In your answer, reproduce exactly the lines from the beginning of the listing below through the one containing "form of the", and only those lines.

__Given entries__:

+ + + +

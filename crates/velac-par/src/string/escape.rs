//! Escape-sequence decoding for text and bytes literals.
//!
//! Text decoding runs in two passes. A pre-pass rewrites every non-ASCII
//! UTF-8 run into `\U00xxxxxx` form (and a backslash directly before a
//! non-ASCII byte, or at the end of input, into the escaped form of the
//! backslash itself, U+005C), so the escape pass only ever sees ASCII. The escape pass then interprets the standard
//! escapes, `\xHH`, `\uHHHH`, `\UHHHHHHHH`, octal, and `\N{NAME}` named
//! characters. A worst-case input like `"\ä"` grows from 3 bytes to 16, so
//! the pre-pass buffer is sized at six bytes per input byte, with an
//! overflow guard on the multiplication.
//!
//! Unknown escapes are not errors: the backslash and the character are kept
//! verbatim and the first offender is reported back so the caller can emit
//! a deprecation warning.

use thiserror::Error;

/// A decoding failure, carrying the offending position.
///
/// For text decoding, positions refer to the pre-processed ASCII buffer;
/// for bytes decoding, to the literal body itself.
#[derive(Debug, Error, Clone, Copy, PartialEq, Eq)]
pub enum EscapeError {
    /// The 6x pre-pass buffer size would overflow.
    #[error("string too long to decode")]
    TooLong,

    /// `\x` not followed by two hex digits.
    #[error("invalid \\x escape at position {pos}")]
    InvalidHexEscape {
        /// Byte offset of the backslash.
        pos: usize,
    },

    /// `\u` or `\U` not followed by enough hex digits.
    #[error("truncated \\{escape} escape at position {pos}")]
    TruncatedUnicodeEscape {
        /// The escape letter, `u` or `U`.
        escape: char,
        /// Byte offset of the backslash.
        pos: usize,
    },

    /// A `\U` value beyond the Unicode range, or a surrogate.
    #[error("illegal Unicode character at position {pos}")]
    IllegalCodepoint {
        /// Byte offset of the backslash.
        pos: usize,
    },

    /// `\N` not followed by a braced name.
    #[error("malformed \\N character escape at position {pos}")]
    MalformedNamedEscape {
        /// Byte offset of the backslash.
        pos: usize,
    },

    /// `\N{NAME}` naming no known character.
    #[error("unknown Unicode character name at position {pos}")]
    UnknownCharacterName {
        /// Byte offset of the backslash.
        pos: usize,
    },
}

/// Result of a text decode.
#[derive(Debug, Clone, PartialEq, Eq)]
pub struct DecodedText {
    /// The decoded value.
    pub value: String,
    /// First unknown escape character kept verbatim, if any.
    pub first_invalid_escape: Option<u8>,
}

/// Result of a bytes decode.
#[derive(Debug, Clone, PartialEq, Eq)]
pub struct DecodedBytes {
    /// The decoded value.
    pub value: Vec<u8>,
    /// First unknown escape character kept verbatim, if any.
    pub first_invalid_escape: Option<u8>,
}

/// Decode a text literal body.
pub fn decode_text_with_escapes(src: &str) -> Result<DecodedText, EscapeError> {
    let pre = pre_escape_non_ascii(src)?;
    decode_unicode_escape(&pre)
}

/// Decode a bytes literal body. The caller has already verified the body
/// is pure ASCII.
pub fn decode_bytes_with_escapes(src: &[u8]) -> Result<DecodedBytes, EscapeError> {
    let mut out = Vec::with_capacity(src.len());
    let mut first_invalid_escape = None;
    let mut i = 0;
    while i < src.len() {
        let b = src[i];
        if b != b'\\' {
            out.push(b);
            i += 1;
            continue;
        }
        let esc_pos = i;
        i += 1;
        if i >= src.len() {
            out.push(b'\\');
            break;
        }
        let c = src[i];
        i += 1;
        match c {
            // Backslash-newline is a line continuation.
            b'\n' => {}
            b'\\' => out.push(b'\\'),
            b'\'' => out.push(b'\''),
            b'"' => out.push(b'"'),
            b'a' => out.push(0x07),
            b'b' => out.push(0x08),
            b'f' => out.push(0x0c),
            b'n' => out.push(b'\n'),
            b'r' => out.push(b'\r'),
            b't' => out.push(b'\t'),
            b'v' => out.push(0x0b),
            b'0'..=b'7' => {
                let mut value = (c - b'0') as u32;
                let mut digits = 1;
                while digits < 3 && i < src.len() && matches!(src[i], b'0'..=b'7') {
                    value = value * 8 + (src[i] - b'0') as u32;
                    i += 1;
                    digits += 1;
                }
                // Values above \377 wrap to the low byte.
                out.push((value & 0xff) as u8);
            }
            b'x' => {
                let value = read_hex(src, &mut i, 2)
                    .ok_or(EscapeError::InvalidHexEscape { pos: esc_pos })?;
                out.push(value as u8);
            }
            _ => {
                out.push(b'\\');
                out.push(c);
                if first_invalid_escape.is_none() {
                    first_invalid_escape = Some(c);
                }
            }
        }
    }
    Ok(DecodedBytes {
        value: out,
        first_invalid_escape,
    })
}

/// Rewrite non-ASCII runs as `\U00xxxxxx` escapes so the escape pass sees
/// pure ASCII. A backslash directly before a non-ASCII byte (or at end of
/// input) is rewritten to the escape naming U+005C, turning an input like
/// `"\ä"` into the two-escape sequence the decoder expects.
fn pre_escape_non_ascii(src: &str) -> Result<Vec<u8>, EscapeError> {
    let len = src.len();
    if len > usize::MAX / 6 {
        return Err(EscapeError::TooLong);
    }
    let bytes = src.as_bytes();
    let mut out = Vec::with_capacity(len * 6);
    let mut i = 0;
    while i < len {
        if bytes[i] == b'\\' {
            out.push(b'\\');
            i += 1;
            if i >= len || bytes[i] >= 0x80 {
                out.extend_from_slice(b"u005c");
                if i >= len {
                    break;
                }
            }
        }
        if bytes[i] >= 0x80 {
            let start = i;
            while i < len && bytes[i] >= 0x80 {
                i += 1;
            }
            // The run starts after an ASCII byte and ends before one, so
            // both bounds are char boundaries.
            for ch in src[start..i].chars() {
                let escaped = format!("\\U{:08x}", ch as u32);
                out.extend_from_slice(escaped.as_bytes());
            }
        } else {
            out.push(bytes[i]);
            i += 1;
        }
    }
    Ok(out)
}

/// The escape pass over a pure-ASCII buffer.
fn decode_unicode_escape(bytes: &[u8]) -> Result<DecodedText, EscapeError> {
    let mut out = String::with_capacity(bytes.len());
    let mut first_invalid_escape = None;
    let mut i = 0;
    while i < bytes.len() {
        let b = bytes[i];
        if b != b'\\' {
            out.push(b as char);
            i += 1;
            continue;
        }
        let esc_pos = i;
        i += 1;
        if i >= bytes.len() {
            // Unreachable through the pre-pass, which rewrites a trailing
            // backslash to its U+005C escape.
            out.push('\\');
            break;
        }
        let c = bytes[i];
        i += 1;
        match c {
            // Backslash-newline is a line continuation.
            b'\n' => {}
            b'\\' => out.push('\\'),
            b'\'' => out.push('\''),
            b'"' => out.push('"'),
            b'a' => out.push('\x07'),
            b'b' => out.push('\x08'),
            b'f' => out.push('\x0c'),
            b'n' => out.push('\n'),
            b'r' => out.push('\r'),
            b't' => out.push('\t'),
            b'v' => out.push('\x0b'),
            b'0'..=b'7' => {
                let mut value = (c - b'0') as u32;
                let mut digits = 1;
                while digits < 3 && i < bytes.len() && matches!(bytes[i], b'0'..=b'7') {
                    value = value * 8 + (bytes[i] - b'0') as u32;
                    i += 1;
                    digits += 1;
                }
                // \0..\777 are all valid scalar values.
                if let Some(ch) = char::from_u32(value) {
                    out.push(ch);
                }
            }
            b'x' => {
                let value = read_hex(bytes, &mut i, 2)
                    .ok_or(EscapeError::InvalidHexEscape { pos: esc_pos })?;
                match char::from_u32(value) {
                    Some(ch) => out.push(ch),
                    None => return Err(EscapeError::IllegalCodepoint { pos: esc_pos }),
                }
            }
            b'u' => {
                let value = read_hex(bytes, &mut i, 4).ok_or(EscapeError::TruncatedUnicodeEscape {
                    escape: 'u',
                    pos: esc_pos,
                })?;
                match char::from_u32(value) {
                    Some(ch) => out.push(ch),
                    None => return Err(EscapeError::IllegalCodepoint { pos: esc_pos }),
                }
            }
            b'U' => {
                let value = read_hex(bytes, &mut i, 8).ok_or(EscapeError::TruncatedUnicodeEscape {
                    escape: 'U',
                    pos: esc_pos,
                })?;
                match char::from_u32(value) {
                    Some(ch) => out.push(ch),
                    None => return Err(EscapeError::IllegalCodepoint { pos: esc_pos }),
                }
            }
            b'N' => {
                if i >= bytes.len() || bytes[i] != b'{' {
                    return Err(EscapeError::MalformedNamedEscape { pos: esc_pos });
                }
                i += 1;
                let name_start = i;
                while i < bytes.len() && bytes[i] != b'}' {
                    i += 1;
                }
                if i >= bytes.len() {
                    return Err(EscapeError::MalformedNamedEscape { pos: esc_pos });
                }
                let name = std::str::from_utf8(&bytes[name_start..i])
                    .map_err(|_| EscapeError::MalformedNamedEscape { pos: esc_pos })?;
                i += 1;
                match unicode_names2::character(name) {
                    Some(ch) => out.push(ch),
                    None => return Err(EscapeError::UnknownCharacterName { pos: esc_pos }),
                }
            }
            _ => {
                out.push('\\');
                out.push(c as char);
                if first_invalid_escape.is_none() {
                    first_invalid_escape = Some(c);
                }
            }
        }
    }
    Ok(DecodedText {
        value: out,
        first_invalid_escape,
    })
}

/// Read exactly `count` hex digits, advancing `i` past them.
fn read_hex(bytes: &[u8], i: &mut usize, count: usize) -> Option<u32> {
    if *i + count > bytes.len() {
        return None;
    }
    let mut value = 0u32;
    for _ in 0..count {
        let digit = (bytes[*i] as char).to_digit(16)?;
        value = value * 16 + digit;
        *i += 1;
    }
    Some(value)
}
//! Operator lexing for one- and two-character operators.

use velac_util::diagnostic::E_LEX_UNEXPECTED_CHAR;

use crate::token::Token;
use crate::Lexer;

impl<'a> Lexer<'a> {
    /// Lexes `*` or `**`.
    pub(crate) fn lex_star(&mut self) -> Token {
        self.cursor.advance();
        if self.cursor.match_char('*') {
            Token::StarStar
        } else {
            Token::Star
        }
    }

    /// Lexes `/` or `//`.
    pub(crate) fn lex_slash(&mut self) -> Token {
        self.cursor.advance();
        if self.cursor.match_char('/') {
            Token::SlashSlash
        } else {
            Token::Slash
        }
    }

    /// Lexes `=` or `==`.
    pub(crate) fn lex_equals(&mut self) -> Token {
        self.cursor.advance();
        if self.cursor.match_char('=') {
            Token::EqEq
        } else {
            Token::Assign
        }
    }

    /// Lexes `!=`. A bare `!` is not an operator in this grammar.
    pub(crate) fn lex_bang(&mut self) -> Token {
        self.cursor.advance();
        if self.cursor.match_char('=') {
            Token::NotEq
        } else {
            self.report_error(
                E_LEX_UNEXPECTED_CHAR,
                "unexpected character '!'".to_string(),
            );
            Token::Invalid('!')
        }
    }

    /// Lexes `<`, `<=` or `<<`.
    pub(crate) fn lex_less(&mut self) -> Token {
        self.cursor.advance();
        if self.cursor.match_char('=') {
            Token::Le
        } else if self.cursor.match_char('<') {
            Token::Shl
        } else {
            Token::Lt
        }
    }

    /// Lexes `>`, `>=` or `>>`.
    pub(crate) fn lex_greater(&mut self) -> Token {
        self.cursor.advance();
        if self.cursor.match_char('=') {
            Token::Ge
        } else if self.cursor.match_char('>') {
            Token::Shr
        } else {
            Token::Gt
        }
    }
}
//! velac-lex - Lexical Analyzer
//!
//! Transforms Vela expression source into a stream of tokens. The crate
//! serves two callers:
//!
//! - the surrounding grammar, which lexes file source and hands runs of
//!   adjacent string-literal tokens to the string parser in `velac-par`;
//! - the string parser itself, which re-lexes each embedded f-string
//!   expression from a scratch buffer via [`Lexer::embedded`], with line,
//!   column, and byte offsets folded into every produced span so that inner
//!   diagnostics point at the original file.
//!
//! String literals are tokenized *raw*: a [`Token::Str`] payload is the
//! literal exactly as written (prefix letters, quotes, body, trailing regex
//! flags). Decoding escapes and parsing f-string structure are the parser's
//! responsibility, which needs the original text for location mapping.

pub mod cursor;
mod lexer;
pub mod token;
pub mod unicode;

#[cfg(test)]
mod edge_cases;

pub use lexer::Lexer;
pub use token::{keyword_from_ident, Token, TokenWithSpan};
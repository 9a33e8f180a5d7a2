//! F-string parsing: scanning, embedded expression compilation, assembly.
//!
//! An f-string body alternates literal runs with `{...}` expressions. The
//! literal scanner finds the next run, un-doubling `{{`/`}}` at the top
//! level and treating `\N{...}` as opaque. The expression scanner finds the
//! byte range of one embedded expression, tracking nested strings (single
//! and triple quoted), a bracket stack, and the `!` / `:` / `=` / `}`
//! terminators. The expression compiler re-lexes the range from a scratch
//! buffer and runs a fresh parser over it, with all locations mapped back
//! to the original file. The assembler drives the three and folds the
//! pieces into a `Constant` or a `JoinedStr`.
//!
//! Scanning works on bytes: every structural character is ASCII, so byte
//! positions at decision points are always UTF-8 boundaries.

use smallvec::SmallVec;
use velac_util::{Span, Symbol};

use crate::ast::{
    ConstantExpr, ConstantValue, Conversion, Expr, FormattedValueExpr, JoinedStrExpr,
};
use crate::string::StrToken;
use crate::Parser;

/// Maximum bracket nesting inside one embedded expression.
pub(crate) const MAXLEVEL: usize = 200;

/// Inline capacity of the expression list; f-strings rarely carry more
/// than a handful of pieces.
const EXPRLIST_CACHED: usize = 5;

/// One round of "find the next literal and expression".
struct FoundPiece<'a> {
    /// Literal text before the expression, if any was collected.
    literal: Option<String>,
    /// Self-documenting source text (the `expr=` form), if present.
    expr_text: Option<String>,
    /// The formatted value, absent at end of body.
    expression: Option<&'a Expr<'a>>,
    /// True after an un-doubled-brace round: emit the literal and rescan.
    again: bool,
}
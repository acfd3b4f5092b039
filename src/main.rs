//! Streams Dashboard CLI
//!
//! Replays a token-stream event journal and outputs the account's
//! per-token dashboard state as CSV.
//!
//! # Usage
//!
//! ```bash
//! cargo run -- events.csv --period hour --tokens tokens.csv > dashboard.csv
//! ```
//!
//! Unrecognized `--period` labels fall back to per-second figures.
//!
//! # Environment Variables
//!
//! - `RUST_LOG`: Set to `debug` or `warn` to control logging verbosity

use std::env;
use std::fs::File;
use std::io::{self, BufReader};
use std::process;
use streams_dashboard::{DashboardEngine, DisplayPeriod, EngineError, Result, TokenRegistry};

fn main() {
    env_logger::init();

    if let Err(e) = run() {
        eprintln!("Error: {}", e);
        process::exit(1);
    }
}

fn run() -> Result<()> {
    let args: Vec<String> = env::args().collect();
    let options = Options::parse(&args[1..])?;

    let file = File::open(&options.journal_path)?;
    let reader = BufReader::new(file);

    let mut engine = DashboardEngine::new();
    engine.process_csv(reader)?;

    let registry = match &options.tokens_path {
        Some(path) => TokenRegistry::from_csv(BufReader::new(File::open(path)?))?,
        None => TokenRegistry::new(),
    };

    let stdout = io::stdout();
    let handle = stdout.lock();
    engine.write_output(handle, options.period, &registry)?;

    Ok(())
}

/// Parsed command-line options.
struct Options {
    journal_path: String,
    period: DisplayPeriod,
    tokens_path: Option<String>,
}

impl Options {
    fn parse(args: &[String]) -> Result<Options> {
        let mut journal_path = None;
        let mut period = DisplayPeriod::Unscaled;
        let mut tokens_path = None;

        let mut iter = args.iter();
        while let Some(arg) = iter.next() {
            match arg.as_str() {
                "--period" => {
                    let value = iter
                        .next()
                        .ok_or_else(|| EngineError::MissingFlagValue("--period".to_string()))?;
                    period = DisplayPeriod::parse(value);
                }
                "--tokens" => {
                    let value = iter
                        .next()
                        .ok_or_else(|| EngineError::MissingFlagValue("--tokens".to_string()))?;
                    tokens_path = Some(value.clone());
                }
                other if other.starts_with("--") => {
                    return Err(EngineError::UnexpectedArgument(other.to_string()));
                }
                other if journal_path.is_none() => {
                    journal_path = Some(other.to_string());
                }
                other => {
                    return Err(EngineError::UnexpectedArgument(other.to_string()));
                }
            }
        }

        Ok(Options {
            journal_path: journal_path.ok_or(EngineError::MissingArgument)?,
            period,
            tokens_path,
        })
    }
}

+ + + +

__Expected answer__:
filename crates/velac-par/src/string/escape.rs
//! Escape-sequence decoding for text and bytes literals.
//!
//! Text decoding runs in two passes. A pre-pass rewrites every non-ASCII
//! UTF-8 run into `\U00xxxxxx` form (and a backslash directly before a
//! non-ASCII byte, or at the end of input, into the escaped form of the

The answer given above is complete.